Predictive phage therapy for Escherichia coli urinary tract infections: Cocktail selection for therapy based on machine learning models
成果类型:
Article
署名作者:
Keith, Marianne; de la Torriente, Alba Park; Chalka, Antonia; Vallejo-Trujillo, Adriana; Mcateer, Sean P.; Paterson, Gavin K.; Low, Alison S.; Gally, David L.
署名单位:
UK Research & Innovation (UKRI); Biotechnology and Biological Sciences Research Council (BBSRC); Roslin Institute; University of Edinburgh; University of Edinburgh
刊物名称:
PROCEEDINGS OF THE NATIONAL ACADEMY OF SCIENCES OF THE UNITED STATES OF AMERICA
ISSN/ISSBN:
0027-11395
DOI:
10.1073/pnas.2313574121
发表日期:
2024-03-19
关键词:
antimicrobial resistance
mechanisms
bacteria
摘要:
This study supports the development of predictive bacteriophage (phage) therapy: the concept of phage cocktail selection to treat a bacterial infection based on machine learning (ML) models. For this purpose, ML models were trained on thousands of measured interactions between a panel of phage and sequenced bacterial isolates. The concept was applied to Escherichia coli associated with urinary tract infections. This is an important common infection in humans and companion animals from which multidrug- resistant (MDR) bloodstream infections can originate.
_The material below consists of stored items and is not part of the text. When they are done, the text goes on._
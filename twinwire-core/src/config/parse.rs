//! Board configuration parser
//!
//! A minimal reader for the TOML subset used by `board.toml`. It does NOT
//! support the full TOML spec.
//!
//! Supported:
//! - `[bus]`, `[sensor]` and `[console]` section headers
//! - `key = value` with decimal or `0x` hex integers, booleans and strings
//! - Comments (`# ...`), whole-line or trailing
//!
//! Unknown sections and keys are rejected so typos do not silently fall
//! back to defaults.

use heapless::String;
use twinwire_hal::Address;

use super::types::{BoardConfig, PinConfig, MAX_PROMPT_LEN};

/// Parse error
#[derive(Debug, Clone, Copy, PartialEq, Eq)]
#[cfg_attr(feature = "defmt", derive(defmt::Format))]
pub enum ConfigError {
    /// Unknown or malformed section header (line number)
    InvalidSection(u16),
    /// Key not valid in its section (line number)
    UnknownKey(u16),
    /// Line is not `key = value` (line number)
    Syntax(u16),
    /// Value has the wrong type or is out of range (line number)
    InvalidValue(u16),
    /// Pin is not `gpioN` or `^gpioN` (line number)
    InvalidPin(u16),
    /// Scan range is empty or reaches past 0x7F
    InvalidScanRange,
    /// Clock and data share a pin
    PinConflict,
}

/// Current parsing context
#[derive(Debug, Clone, Copy, PartialEq, Eq)]
enum Section {
    Root,
    Bus,
    Sensor,
    Console,
}

/// Parse `board.toml` contents, starting from the defaults
pub fn parse_config(input: &str) -> Result<BoardConfig, ConfigError> {
    let mut config = BoardConfig::default();
    let mut section = Section::Root;

    for (index, line) in input.lines().enumerate() {
        let number = (index + 1).min(u16::MAX as usize) as u16;
        let line = strip_comment(line).trim();

        if line.is_empty() {
            continue;
        }

        if line.starts_with('[') {
            if !line.ends_with(']') {
                return Err(ConfigError::InvalidSection(number));
            }
            section = parse_section_header(&line[1..line.len() - 1])
                .ok_or(ConfigError::InvalidSection(number))?;
            continue;
        }

        let (key, value) = parse_key_value(line).ok_or(ConfigError::Syntax(number))?;
        apply_value(&mut config, section, key, value, number)?;
    }

    validate(&config)?;
    Ok(config)
}

fn parse_section_header(header: &str) -> Option<Section> {
    match header.trim() {
        "bus" => Some(Section::Bus),
        "sensor" => Some(Section::Sensor),
        "console" => Some(Section::Console),
        _ => None,
    }
}

/// Drop a trailing comment, leaving `#` inside quotes alone
fn strip_comment(line: &str) -> &str {
    let mut quoted = false;
    for (i, c) in line.char_indices() {
        match c {
            '"' => quoted = !quoted,
            '#' if !quoted => return &line[..i],
            _ => {}
        }
    }
    line
}

fn parse_key_value(line: &str) -> Option<(&str, &str)> {
    let (key, value) = line.split_once('=')?;
    let key = key.trim();
    let value = value.trim();
    if key.is_empty() || value.is_empty() {
        return None;
    }
    Some((key, value))
}

fn apply_value(
    config: &mut BoardConfig,
    section: Section,
    key: &str,
    value: &str,
    line: u16,
) -> Result<(), ConfigError> {
    let bad = ConfigError::InvalidValue(line);

    match section {
        Section::Bus => {
            let bus = &mut config.bus;
            match key {
                "scl" => bus.scl = parse_pin(value).ok_or(ConfigError::InvalidPin(line))?,
                "sda" => bus.sda = parse_pin(value).ok_or(ConfigError::InvalidPin(line))?,
                "half_cycle_ns" => bus.half_cycle_ns = nonzero(parse_int(value), bad)?,
                "frequency_hz" => {
                    let hz: u32 = nonzero(parse_int(value), bad)?;
                    // round up so the bus never runs faster than asked
                    bus.half_cycle_ns = 1_000_000_000u32.div_ceil(hz.saturating_mul(2));
                }
                "wait_iterations" => bus.wait_iterations = nonzero(parse_int(value), bad)?,
                "scan_first" => bus.scan_first = parse_int(value).ok_or(bad)?,
                "scan_last" => bus.scan_last = parse_int(value).ok_or(bad)?,
                _ => return Err(ConfigError::UnknownKey(line)),
            }
        }
        Section::Sensor => {
            let sensor = &mut config.sensor;
            match key {
                "address" => {
                    let raw = parse_int(value).ok_or(bad)?;
                    sensor.address = Address::new(raw).ok_or(bad)?.get();
                }
                "init_command" => sensor.init_command = parse_int(value).ok_or(bad)?,
                "fallback_init_command" => {
                    sensor.fallback_init_command = parse_int(value).ok_or(bad)?
                }
                "poll_attempts" => sensor.poll_attempts = nonzero(parse_int(value), bad)?,
                "poll_interval_ms" => sensor.poll_interval_ms = parse_int(value).ok_or(bad)?,
                "settle_ms" => sensor.settle_ms = parse_int(value).ok_or(bad)?,
                "verify_crc" => sensor.verify_crc = parse_bool(value).ok_or(bad)?,
                _ => return Err(ConfigError::UnknownKey(line)),
            }
        }
        Section::Console => {
            let console = &mut config.console;
            match key {
                "baudrate" => console.baudrate = nonzero(parse_int(value), bad)?,
                "prompt" => {
                    let text = parse_string(value).ok_or(bad)?;
                    let mut prompt = String::<MAX_PROMPT_LEN>::new();
                    prompt.push_str(text).map_err(|_| bad)?;
                    console.prompt = prompt;
                }
                "echo" => console.echo = parse_bool(value).ok_or(bad)?,
                _ => return Err(ConfigError::UnknownKey(line)),
            }
        }
        Section::Root => return Err(ConfigError::UnknownKey(line)),
    }

    Ok(())
}

fn validate(config: &BoardConfig) -> Result<(), ConfigError> {
    let bus = &config.bus;
    if bus.scan_first > bus.scan_last || bus.scan_last > 0x7F {
        return Err(ConfigError::InvalidScanRange);
    }
    if bus.scl.pin == bus.sda.pin {
        return Err(ConfigError::PinConflict);
    }
    Ok(())
}

/// Integer types accepted by the parser
trait ConfigInt: Sized + PartialEq + Default {
    fn from_str_radix(src: &str, radix: u32) -> Option<Self>;
}

macro_rules! config_int {
    ($($t:ty),*) => {
        $(impl ConfigInt for $t {
            fn from_str_radix(src: &str, radix: u32) -> Option<Self> {
                <$t>::from_str_radix(src, radix).ok()
            }
        })*
    };
}

config_int!(u8, u16, u32);

/// Parse a decimal or `0x` hex integer; `_` separators are allowed
fn parse_int<T: ConfigInt>(value: &str) -> Option<T> {
    let mut digits = String::<16>::new();
    for c in value.chars().filter(|&c| c != '_') {
        digits.push(c).ok()?;
    }
    match digits
        .strip_prefix("0x")
        .or_else(|| digits.strip_prefix("0X"))
    {
        Some(hex) => T::from_str_radix(hex, 16),
        None => T::from_str_radix(&digits, 10),
    }
}

fn nonzero<T: ConfigInt>(value: Option<T>, err: ConfigError) -> Result<T, ConfigError> {
    match value {
        Some(v) if v != T::default() => Ok(v),
        _ => Err(err),
    }
}

fn parse_bool(value: &str) -> Option<bool> {
    match value {
        "true" => Some(true),
        "false" => Some(false),
        _ => None,
    }
}

/// Strings must be quoted
fn parse_string(value: &str) -> Option<&str> {
    value.strip_prefix('"')?.strip_suffix('"')
}

/// Parse a pin like "gpio5" or "^gpio5" (internal pull-up)
fn parse_pin(value: &str) -> Option<PinConfig> {
    let value = parse_string(value).unwrap_or(value);
    let (pull_up, name) = match value.strip_prefix('^') {
        Some(rest) => (true, rest),
        None => (false, value),
    };
    let pin: u8 = name.strip_prefix("gpio")?.parse().ok()?;
    Some(PinConfig { pin, pull_up })
}
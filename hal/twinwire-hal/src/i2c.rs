//! I2C master abstractions
//!
//! Byte-level primitives of an I2C master. Device drivers are written
//! against [`I2cPrimitives`] rather than a block-transfer API because
//! sensor command sequences need to know which byte of a sequence was
//! refused, and some reads end with a NACK after a single status byte.

/// 7-bit I2C device address
#[derive(Debug, Clone, Copy, PartialEq, Eq, PartialOrd, Ord, Hash)]
#[cfg_attr(feature = "defmt", derive(defmt::Format))]
pub struct Address(u8);

impl Address {
    /// First address probed by a bus scan (0x00-0x02 are reserved)
    pub const SCAN_FIRST: u8 = 0x03;
    /// Last address probed by a bus scan (0x78-0x7F are reserved)
    pub const SCAN_LAST: u8 = 0x77;

    /// Create an address, rejecting values above 0x7F
    pub const fn new(raw: u8) -> Option<Self> {
        if raw <= 0x7F {
            Some(Self(raw))
        } else {
            None
        }
    }

    /// Create an address by dropping the eighth bit
    pub const fn masked(raw: u8) -> Self {
        Self(raw & 0x7F)
    }

    /// Raw 7-bit value
    pub const fn get(self) -> u8 {
        self.0
    }

    /// Address byte for a write transfer (R/W bit clear)
    pub const fn write_byte(self) -> u8 {
        self.0 << 1
    }

    /// Address byte for a read transfer (R/W bit set)
    pub const fn read_byte(self) -> u8 {
        (self.0 << 1) | 0x01
    }

    /// Reserved addresses are skipped by a bus scan
    pub const fn is_reserved(self) -> bool {
        self.0 < Self::SCAN_FIRST || self.0 > Self::SCAN_LAST
    }
}

impl From<Address> for u8 {
    fn from(address: Address) -> u8 {
        address.0
    }
}

/// Which byte of a transfer was not acknowledged
#[derive(Debug, Clone, Copy, PartialEq, Eq)]
#[cfg_attr(feature = "defmt", derive(defmt::Format))]
pub enum NackSource {
    /// The address byte was refused (no device, or device busy)
    Address,
    /// A data byte was refused
    Data,
    /// The caller did not say which byte it was
    Unknown,
}

/// I2C bus master primitives
///
/// Every method runs to completion or failure; nothing blocks without a
/// bound. After any error the caller must issue [`I2cPrimitives::stop`]
/// before starting another transfer so the bus returns to idle.
pub trait I2cPrimitives {
    /// Error type for bus operations
    type Error;

    /// Release both lines and confirm both read high
    fn bus_idle(&mut self) -> Result<(), Self::Error>;

    /// Generate a START condition
    fn start(&mut self) -> Result<(), Self::Error>;

    /// Generate a repeated START without releasing the bus
    fn restart(&mut self) -> Result<(), Self::Error>;

    /// Generate a STOP condition
    fn stop(&mut self) -> Result<(), Self::Error>;

    /// Clock out one byte MSB-first and sample the acknowledgment
    ///
    /// Returns `Ok(true)` if the receiver pulled data low on the ninth clock.
    fn write_byte(&mut self, byte: u8) -> Result<bool, Self::Error>;

    /// Clock in one byte MSB-first, then acknowledge it
    ///
    /// # Arguments
    /// * `ack` - `true` to ask for another byte, `false` to NACK the last one
    fn read_byte(&mut self, ack: bool) -> Result<u8, Self::Error>;

    /// Check whether a device acknowledges its write address
    ///
    /// Always ends with a STOP, whatever happened before it.
    fn probe(&mut self, address: Address) -> Result<bool, Self::Error> {
        self.bus_idle()?;
        let acked = self
            .start()
            .and_then(|()| self.write_byte(address.write_byte()));
        self.finish(acked)
    }

    /// Check whether a device acknowledges its read address
    ///
    /// An acknowledging device starts driving its first byte straight away,
    /// so that byte is clocked in and NACKed before the STOP; otherwise a
    /// zero bit would hold data low through the STOP.
    fn probe_read(&mut self, address: Address) -> Result<bool, Self::Error> {
        self.bus_idle()?;
        let acked = self.start().and_then(|()| {
            let acked = self.write_byte(address.read_byte())?;
            if acked {
                self.read_byte(false)?;
            }
            Ok(acked)
        });
        self.finish(acked)
    }

    /// Issue the closing STOP and merge its result with the transfer's
    ///
    /// The STOP is sent even when `result` is an error, and the transfer's
    /// own error wins over a STOP failure.
    fn finish<T>(&mut self, result: Result<T, Self::Error>) -> Result<T, Self::Error> {
        let stopped = self.stop();
        let value = result?;
        stopped?;
        Ok(value)
    }
}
The global threat of MDR infection has reinvigorated international efforts into alternatives to antibiotics including phage therapy. E. coli exhibit extensive genome-level variation due to horizontal gene transfer via phage and plasmids. Associated with this, phage selection for E. coli is difficult as individual isolates can exhibit considerable variation in phage susceptibility due to differences in factors important to phage infection including phage receptor profiles and resistance mechanisms. The activity of 31 phage was measured on 314 isolates with growth curves in artificial urine. Random Forest models were built for each phage from bacterial genome features, and the more generalist phage, acting on over 20% of the bacterial population, exhibited F1 scores of >0.6 and could be used to predict phage cocktails effective against previously untested strains. The study demonstrates the potential of predictive ML models which integrate bacterial genomics with phage activity datasets allowing their use on data derived from direct sequencing of clinical samples to inform rapid and effective phage therapy.